Isaïe 52, 7‑10             Hébreux 1, 1‑6                Jean 1, 1‑18                          Homélie de P. Jean-Marc

 

« Au commencement était le Verbe, la Parole de Dieu… Et le Verbe s’est fait chair, il a habité parmi nous… »

Ce que St Jean nous livre ainsi au tout début de son Evangile est infiniment mystérieux, mais tellement fondamental qu’il nous faut sans cesse y revenir. Ce “Prologue” joue par rapport au reste de l’Evangile le même rôle que l’Ouverture dans un opéra. Il contient déjà tous les thèmes de l’Evangile. Mais permettez-moi de faire un détour un petit détour en reprenant une phrase de la Lettre aux Hébreux que nous avons eu en 2ème lecture : « Souvent, dans le passé, Dieu a parlé à nos pères par les prophètes, sous des formes fragmentaires et variées. Mais dans les derniers temps, dans ces jours où nous sommes, il nous parlé par le Fils. » Tout ce que Dieu n’avait cessé de dire depuis des siècles à travers les multiples langages humains des prophètes, des mystiques et des saints, il nous le dit à Noël en une seule parole, Jésus-Christ, son Fils.

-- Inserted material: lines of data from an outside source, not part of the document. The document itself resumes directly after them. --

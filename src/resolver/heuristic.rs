// src/resolver/heuristic.rs
//! Last-resort DOM scraping: per-store CSS selectors, then generic ones,
//! then a currency regex sweep over the visible text.

use once_cell::sync::OnceCell;
use regex::Regex;
use scraper::{ElementRef, Html, Selector};
use url::Url;

use super::price::parse_price;
use super::structured::absolutize;
use super::ProductDraft;

const TITLE_SELECTORS: &[&str] = &[
    "#productTitle",
    "h1.ui-pdp-title",
    "h1[data-testid='heading-product-title']",
    "h1[itemprop='name']",
    "[itemprop='name']",
    "h1.product-title",
    "h1.product-name",
    "h1",
];

const PRICE_SELECTORS: &[&str] = &[
    "[itemprop='price']",
    "#corePrice_feature_div .a-offscreen",
    ".a-price .a-offscreen",
    ".ui-pdp-price__second-line .andes-money-amount",
    "[data-testid='price-value']",
    ".finalPrice",
    ".price-current",
    ".product-price",
    ".sales-price",
    ".price",
];

const ORIGINAL_PRICE_SELECTORS: &[&str] = &[
    ".a-text-price .a-offscreen",
    ".andes-money-amount--previous",
    "[data-testid='price-original']",
    ".price-old",
    ".old-price",
    "del",
    "s",
];

const IMAGE_SELECTORS: &[&str] = &[
    "#landingImage",
    "img.ui-pdp-image",
    "img[itemprop='image']",
    "img[data-testid='image-selected-thumbnail']",
    ".product-image img",
    "main img",
];

const BRAND_SELECTORS: &[&str] = &["#bylineInfo", "[itemprop='brand']", ".product-brand"];

pub fn extract(html: &str, base: &Url) -> ProductDraft {
    let doc = Html::parse_document(html);

    let name = first_text(&doc, TITLE_SELECTORS)
        .filter(|t| t.chars().count() >= 3)
        .or_else(|| first_text(&doc, &["title"]).map(|t| strip_site_suffix(&t)));

    let price = first_price(&doc, PRICE_SELECTORS).or_else(|| currency_sweep(&doc));
    let original_price =
        first_price(&doc, ORIGINAL_PRICE_SELECTORS).filter(|o| price.is_some_and(|p| *o > p));

    let image_url = IMAGE_SELECTORS.iter().find_map(|css| {
        let sel = Selector::parse(css).ok()?;
        doc.select(&sel).find_map(|img| {
            let v = img.value();
            v.attr("data-old-hires")
                .or_else(|| v.attr("data-src"))
                .or_else(|| v.attr("src"))
                .and_then(|u| absolutize(base, u))
        })
    });

    ProductDraft {
        name,
        price,
        original_price,
        image_url,
        description: None,
        category: None,
        brand: first_text(&doc, BRAND_SELECTORS),
    }
}

fn element_text(el: &ElementRef<'_>) -> String {
    el.text().collect::<Vec<_>>().join(" ").split_whitespace().collect::<Vec<_>>().join(" ")
}

fn first_text(doc: &Html, selectors: &[&str]) -> Option<String> {
    selectors.iter().find_map(|css| {
        let sel = Selector::parse(css).ok()?;
        doc.select(&sel)
            .map(|el| element_text(&el))
            .find(|t| !t.is_empty())
    })
}

fn first_price(doc: &Html, selectors: &[&str]) -> Option<f64> {
    selectors.iter().find_map(|css| {
        let sel = Selector::parse(css).ok()?;
        doc.select(&sel).find_map(|el| {
            el.value()
                .attr("content")
                .and_then(parse_price)
                .or_else(|| parse_price(&element_text(&el)))
        })
    })
}

/// First currency-looking amount in the body text.
fn currency_sweep(doc: &Html) -> Option<f64> {
    static RE_PRICE: OnceCell<Regex> = OnceCell::new();
    let re = RE_PRICE.get_or_init(|| {
        Regex::new(r"(?:R\$|US\$|\$|€|£)\s?\d{1,3}(?:[.,\s]\d{3})*(?:[.,]\d{2})?").unwrap()
    });
    let body = Selector::parse("body").ok()?;
    let text = doc
        .select(&body)
        .next()
        .map(|b| element_text(&b))
        .unwrap_or_default();
    re.find_iter(&text).find_map(|m| parse_price(m.as_str()))
}

/// "Nome do Produto | Loja" → "Nome do Produto".
fn strip_site_suffix(title: &str) -> String {
    let cut = [" | ", " - ", " – "]
        .iter()
        .filter_map(|sep| title.find(sep))
        .min()
        .unwrap_or(title.len());
    title[..cut].trim().to_string()
}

A ce propos, notre Père St Bernard a une belle expression : « Dans l’enfant de la crèche, Dieu nous transmet son Verbe abrégé », c’est-à-dire sa Parole condensée, concentrée. Dans ce petit bout d’homme que la Vierge Marie vient de mettre au monde, nous avons tout.

Avec lui, en lui, Dieu nous livre l’intégralité de ce qu’Il veut nous dire en un message que l’on pourrait dire « compact ». Nous pouvons alors affirmer que toutes les paroles, toutes les révélations et visions qui, depuis les origines du monde jusqu’à la consommation des siècles, nous transmettent quelque chose de Dieu se retrouvent intégralement dans cette définitive et absolue Parole de Dieu qu’est Jésus-Christ le Fils de Dieu devenu homme.

Dans un texte très fort que nous aurions tous intérêt à bien garder en mémoire, saint Jean de la Croix écrit dans « La Montée du Carmel : « Concluez donc que désirer maintenant avoir des visions et des révélations, ce n’est pas seulement faire une sottise, c’est offenser Dieu, puisque par là nos yeux ne sont plus uniquement fixés sur le Christ, mais cherchent des choses nouvelles. Dieu en effet, pourrait nous répondre : Je vous ai dit tout ce que j’avais à vous dire par la Parole qui est mon Fils. Je n’en ai pas d’autre qui puisse révéler ou répandre quelque chose qui soit plus que cela. Fixez donc les yeux sur lui seul, car en lui, j’ai tout établi, en lui j’ai tout dit, tout révélé, et vous trouverez là bien plus que tout ce que vous désirez et demandez. »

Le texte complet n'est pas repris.